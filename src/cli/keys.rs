//! CLI `keys` commands: create, list, and revoke API keys.

use anyhow::{bail, Result};

use memvault::auth::keys::{KeyStore, NewApiKey, SqliteKeyStore};
use memvault::auth::rate_limit::Tier;
use memvault::config::MemvaultConfig;

fn open_store(config: &MemvaultConfig) -> Result<SqliteKeyStore> {
    SqliteKeyStore::open(config.resolved_keys_db())
}

/// Create a key and print the plaintext once.
pub fn create(config: &MemvaultConfig, user_id: &str, tier: Tier, name: Option<String>) -> Result<()> {
    let store = open_store(config)?;
    let (record, plaintext) = store.create_key(&NewApiKey {
        user_id: user_id.to_string(),
        tier,
        name,
    })?;

    println!("Created API key {} for {} ({} tier)", record.id, record.user_id, record.tier);
    println!();
    println!("  {plaintext}");
    println!();
    println!("Store it now: the key cannot be shown again.");
    Ok(())
}

pub fn list(config: &MemvaultConfig, user_id: &str) -> Result<()> {
    let store = open_store(config)?;
    let keys = store.list_keys(user_id)?;

    if keys.is_empty() {
        println!("No API keys for {user_id}.");
        return Ok(());
    }

    println!("{:<38} {:<11} {:<8} {:<28} NAME", "ID", "TIER", "STATUS", "LAST USED");
    for key in &keys {
        println!(
            "{:<38} {:<11} {:<8} {:<28} {}",
            key.id,
            key.tier.as_str(),
            if key.revoked { "revoked" } else { "active" },
            key.last_used_at.as_deref().unwrap_or("never"),
            key.name.as_deref().unwrap_or("-"),
        );
    }
    Ok(())
}

pub fn revoke(config: &MemvaultConfig, key_id: &str) -> Result<()> {
    let store = open_store(config)?;
    if !store.revoke_key(key_id)? {
        bail!("no API key with id {key_id}");
    }
    println!("Revoked API key {key_id}.");
    Ok(())
}
//! CLI `reindex` command: rebuild a user's full-text index from the memories table.

use anyhow::Result;

use memvault::config::MemvaultConfig;
use memvault::db::{self, schema};

pub fn reindex(config: &MemvaultConfig, user_id: &str) -> Result<()> {
    let path = db::user_db_path(&config.resolved_data_dir(), user_id)?;
    if !path.exists() {
        println!("No database for {user_id} at {}", path.display());
        return Ok(());
    }

    let conn = db::open_database(&path)?;
    let indexed = schema::rebuild_fts(&conn)?;
    println!("Rebuilt full-text index: {indexed} memories indexed.");
    Ok(())
}
//! Per-user facade over the memory operations.
//!
//! [`MemoryService`] owns only the storage root. Every call opens a fresh handle
//! to the caller's database file and drops it before returning; there is no pool
//! and no handle shared across calls. All methods block and should be run on
//! `spawn_blocking` from async code.

use anyhow::Result;
use std::path::{Path, PathBuf};

use super::consolidate::{self, ConsolidationStats};
use super::search::{self, RecallQuery, RecallResponse};
use super::stats::{self, StatsResponse};
use super::store::{self, StoreMemoryResult};
use super::types::NewMemory;
use crate::db;

#[derive(Debug, Clone)]
pub struct MemoryService {
    data_dir: PathBuf,
}

impl MemoryService {
    pub fn new(data_dir: impl Into<PathBuf>) -> Self {
        Self {
            data_dir: data_dir.into(),
        }
    }

    pub fn data_dir(&self) -> &Path {
        &self.data_dir
    }

    pub fn recall(&self, user_id: &str, query: &RecallQuery) -> Result<RecallResponse> {
        let mut conn = db::open_user_database(&self.data_dir, user_id)?;
        search::recall(&mut conn, query)
    }

    pub fn store(&self, user_id: &str, memory: &NewMemory) -> Result<StoreMemoryResult> {
        let mut conn = db::open_user_database(&self.data_dir, user_id)?;
        store::store_memory(&mut conn, memory)
    }

    pub fn consolidate(&self, user_id: &str) -> Result<ConsolidationStats> {
        let mut conn = db::open_user_database(&self.data_dir, user_id)?;
        consolidate::consolidate(&mut conn)
    }

    pub fn stats(&self, user_id: &str) -> Result<StatsResponse> {
        let conn = db::open_user_database(&self.data_dir, user_id)?;
        stats::memory_stats(&conn)
    }
}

**WHAT TO WORK ON**
Go through the material and select each line with the string "from" in it.

**TASK RESULT**
//! CLI `reindex` command: rebuild a user's full-text index from the memories table.
//! `spawn_blocking` from async code.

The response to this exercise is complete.